Financial inclusion is a global problem, where over one billion people don’t have access to a bank account. With several start-ups looking to solve problems for the unbanked, there are still a lot of financial hurdles that need to be overcome.
Amit Sharma is CEO of FinClusive, a hybrid fin-/reg-tech company that provides a full-stack financial crimes compliance platform that facilitates inclusion (access to secure accounts and payments) for the world’s financially underserved and excluded.
As General Counsel, Candace Kelly leads legal, policy, and government relations at the Stellar Development Foundation, a non-profit organisation that supports the development and growth of Stellar, an open-source network that connects the world’s financial infrastructure. Candace’s role focuses on bridging the gap between the public and private sectors.
Here, they have collaborated to share their thoughts on driving financial inclusion through compliance.
Globally, more than 1.6 billion individuals are currently excluded from the banking system, constraining financial inclusion and prosperity. When you factor in small businesses, the plight of the financially underserved is even larger, as some estimates indicate as many as 65 million micro and small businesses in the emerging and frontier markets are unable to meet their financing needs each year, and are unable to obtain formal lending or access to credit services. In the United States alone, approximately 24.2 million households — 48.9 million adults — are underbanked. The myriad tech startups working to mitigate this growing issue face burdensome roadblocks to innovation in meeting traditional risk and compliance obligations–often cited as the critical issue challenging access to basic financial services.
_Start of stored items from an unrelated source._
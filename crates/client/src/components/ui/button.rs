use dioxus::prelude::*;

#[derive(Clone, Copy, PartialEq, Eq, Default)]
pub enum ButtonVariant {
    #[default]
    Primary,
    Secondary,
    Danger,
    Ghost,
}

#[derive(Props, Clone, PartialEq)]
pub struct ButtonProps {
    #[props(optional, into)]
    pub class: Option<String>,
    #[props(optional)]
    pub variant: Option<ButtonVariant>,
    #[props(optional, into)]
    pub r#type: Option<String>,
    #[props(optional)]
    pub disabled: Option<bool>,
    #[props(optional)]
    pub onclick: Option<EventHandler<MouseEvent>>,
    pub children: Element,
}

#[component]
pub fn Button(props: ButtonProps) -> Element {
    let variant = props.variant.unwrap_or_default();
    let disabled = props.disabled.unwrap_or(false);

    let base = "inline-flex items-center justify-center rounded-md px-3 py-1.5 text-sm font-medium transition-colors focus:outline-none focus:ring-2 focus:ring-offset-1 disabled:opacity-50 disabled:pointer-events-none";

    let variant_class = match variant {
        ButtonVariant::Primary => "bg-emerald-600 text-white hover:bg-emerald-500 focus:ring-emerald-500",
        ButtonVariant::Secondary => "bg-stone-200 text-stone-800 hover:bg-stone-300 focus:ring-stone-400",
        ButtonVariant::Danger => "bg-rose-600 text-white hover:bg-rose-500 focus:ring-rose-500",
        ButtonVariant::Ghost => "bg-transparent text-stone-600 hover:bg-stone-100 focus:ring-stone-300",
    };

    let class = match props.class {
        Some(extra) if !extra.is_empty() => format!("{} {} {}", base, variant_class, extra),
        _ => format!("{} {}", base, variant_class),
    };

    rsx! {
        button {
            class,
            r#type: props.r#type.unwrap_or_else(|| "button".to_string()),
            disabled,
            onclick: move |evt| {
                if disabled {
                    return;
                }
                if let Some(handler) = &props.onclick {
                    handler.call(evt);
                }
            },
            {props.children}
        }
    }
}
Rather than perpetuating the long-standing struggles within the existing system, financial crimes compliance (FCC) measures should serve as a guide to innovative financial technology platforms into the mainstream with a clear framework from which to work. Done right, a modernised application of FCC among growing fintech and crypto companies, and emerging alternative financial ecosystem and networks would facilitate needed inclusion and essential financial system controls in tandem.
This is the impetus for the recent emergence of “compliant-centric financial inclusion gateways,” which can provide organisations with the tools necessary to ensure compliance is efficient and effective, helping to promote access and foster innovation. Importantly, they also represent a way for regulatory oversight–essential in sensitive sectors like finance and banking–to be more appropriately framed and equally as innovative as the continually evolving financial services ecosystems and participants they are meant to supervise and keep safe.
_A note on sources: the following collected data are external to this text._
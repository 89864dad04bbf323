//! Navigation guard run before every route transition.
//!
//! Each evaluation walks `Idle → Hydrating (when a restored token has no
//! profile yet) → Authorizing → Allow | Redirect`, always in that order.
//! Hydration is a single attempt; if it fails the session is signed out and
//! the transition is judged as anonymous. An evaluation cannot be cancelled
//! by a later navigation, each one runs to completion.

use crate::session::SessionStore;

/// Static guard data attached to a route.
#[derive(Debug, Clone, Copy, Default, PartialEq, Eq)]
pub struct RouteMeta {
    pub requires_auth: bool,
    /// Any one of these grants access. Empty means no role check.
    pub roles: &'static [&'static str],
    pub title: Option<&'static str>,
}

impl RouteMeta {
    pub const fn titled(title: &'static str) -> Self {
        Self {
            requires_auth: false,
            roles: &[],
            title: Some(title),
        }
    }

    pub const fn with_title(self, title: &'static str) -> Self {
        Self {
            title: Some(title),
            ..self
        }
    }
}

/// The transition being evaluated.
#[derive(Debug, Clone, PartialEq, Eq)]
pub struct RouteTarget {
    /// Path plus the query parameters the route models. Unmodelled query
    /// keys and the fragment are not carried, and `&` inside a query value
    /// is not escaped, so only parameter-free paths round-trip exactly.
    pub full_path: String,
    pub meta: RouteMeta,
}

#[derive(Debug, Clone, PartialEq, Eq)]
pub enum Redirect {
    /// Sign in first, then come back to `redirect`.
    Login { redirect: String },
    Home,
}

#[derive(Debug, Clone, PartialEq, Eq)]
pub enum GuardDecision {
    Allow,
    Redirect(Redirect),
}

/// Where the document title goes once a transition is allowed.
pub trait TitleSink {
    fn set_title(&self, title: &str);
}

/// Writes `document.title` in the browser; elsewhere the title is only logged.
#[derive(Debug, Clone, Copy, Default)]
pub struct DocumentTitle;

impl TitleSink for DocumentTitle {
    #[cfg(target_arch = "wasm32")]
    fn set_title(&self, title: &str) {
        if let Some(document) = web_sys::window().and_then(|w| w.document()) {
            document.set_title(title);
        }
    }

    #[cfg(not(target_arch = "wasm32"))]
    fn set_title(&self, title: &str) {
        crate::log_debug!("title: {title}");
    }
}

#[derive(Debug)]
enum Phase {
    Idle,
    Hydrating,
    Authorizing,
    Decided(GuardDecision),
}

#[derive(Debug, Clone)]
pub struct NavigationGuard<T = DocumentTitle> {
    session: SessionStore,
    titles: T,
    site_name: String,
}

impl NavigationGuard<DocumentTitle> {
    pub fn new(session: SessionStore, site_name: impl Into<String>) -> Self {
        Self::with_title_sink(session, site_name, DocumentTitle)
    }
}

impl<T: TitleSink> NavigationGuard<T> {
    pub fn with_title_sink(session: SessionStore, site_name: impl Into<String>, titles: T) -> Self {
        Self {
            session,
            titles,
            site_name: site_name.into(),
        }
    }

    pub fn session(&self) -> &SessionStore {
        &self.session
    }

    pub async fn evaluate(&self, target: &RouteTarget) -> GuardDecision {
        let mut phase = Phase::Idle;
        loop {
            phase = match phase {
                Phase::Idle if self.session.needs_hydration() => Phase::Hydrating,
                Phase::Idle => Phase::Authorizing,
                Phase::Hydrating => {
                    self.hydrate().await;
                    Phase::Authorizing
                }
                Phase::Authorizing => Phase::Decided(self.authorize(target)),
                Phase::Decided(decision) => {
                    match &decision {
                        GuardDecision::Allow => {
                            if let Some(title) = target.meta.title {
                                self.titles.set_title(&self.format_title(title));
                            }
                        }
                        GuardDecision::Redirect(redirect) => {
                            crate::log_debug!("guard: {} -> {redirect:?}", target.full_path);
                        }
                    }
                    return decision;
                }
            };
        }
    }

    async fn hydrate(&self) {
        if let Err(e) = self.session.fetch_profile().await {
            crate::log_warn!("fetch profile failed: {e}");
            self.session.logout().await;
        }
    }

    fn authorize(&self, target: &RouteTarget) -> GuardDecision {
        let meta = &target.meta;
        if meta.requires_auth && !self.session.is_authenticated() {
            return GuardDecision::Redirect(Redirect::Login {
                redirect: target.full_path.clone(),
            });
        }
        if !meta.roles.is_empty() {
            let held = self.session.roles();
            if !meta.roles.iter().any(|role| held.contains(*role)) {
                return GuardDecision::Redirect(Redirect::Home);
            }
        }
        GuardDecision::Allow
    }

    fn format_title(&self, title: &str) -> String {
        format!("{title} | {}", self.site_name)
    }
}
With embedded compliance tools, these gateways provide a comprehensive framework, or Rulebook, for
fintech companies addressing the needs of the financially underserved, but oriented to consumer-friendly platforms built to connect people and organisations globally and more seamlessly allow the safekeeping and transfer of value. FCC has traditionally been a piecemeal approach for many traditional financial institutions, and dependent on the nuances of their particular jurisdiction’s regulatory regime. This can be challenging for institutions to operate efficiently in an already cross-border financial world with differing regulatory requirements–even more so for modern financial technologies and virtual asset service providers (VASPs) whose operational protocols and activities differ from their traditional bank financial institution counterparts.
Organised around the global standards for anti-money laundering and counter-financing of terrorism (AML/CFT) guidance and international payments/value transfer rules, a common set of governing principles better assures adherence to local regulations while managing risk for all parties involved–regardless of what type of entity they may be or what oversight body they may fall under. Regulation is inherently border-bound, but a sector-driven Rulebook helps incentivise a globally-interconnected system to promote secure access and self-governance in tandem. Fintech and crypto companies bring tremendous opportunities to drive safe and scalable inclusion, and such a Rulebook helps ensure the underlying intents of regulatory compliance are applied effectively and efficiently. Security and transparency can be achieved while ensuring those outside the financial system are finally given the access they need to build financial health and economic resilience.
From a technological standpoint, sending money around the world should now be easier than ever, but traditional approaches to meeting a globally diverse set of jurisdiction-based rules in an ever-evolving regulatory landscape often are costly and inefficient. In certain instances, conflicting jurisdictional requirements have only hampered innovation, such as those in the global remittance market as an example, which has dimmed hopes of providing a valuable service to the un-/under-banked–many of whom depend on such flows for their families’ livelihoods. For a fintech startup ready to take on a market ripe for innovation, a partnership with a gateway service that embeds compliance offers a cost-effective and efficient approach to facilitating cross-border payments while remaining compliant with local banking regulations from start to finish.
According to a McKinsey report, if by the year 2025 the 1.6 billion unbanked individuals are brought into the financial mainstream, there would be another $4.2 trillion in new deposits, $2.1 trillion in new credit, 95 million new jobs, and an estimated $3.7 trillion bump in global GDP growth. Further, enabling the millions of small and micro-businesses to access basic financial services including the ability to make payments and access formal credit would support even greater job-growth and strengthen household and community financial health! Organisations working to establish a more financially equitable future should be encouraged to help lower the barriers to the existing financial systems in a manner that reinforces, rather than dilutes important risk and security measures, and these compliance gateways are helping to pave the way.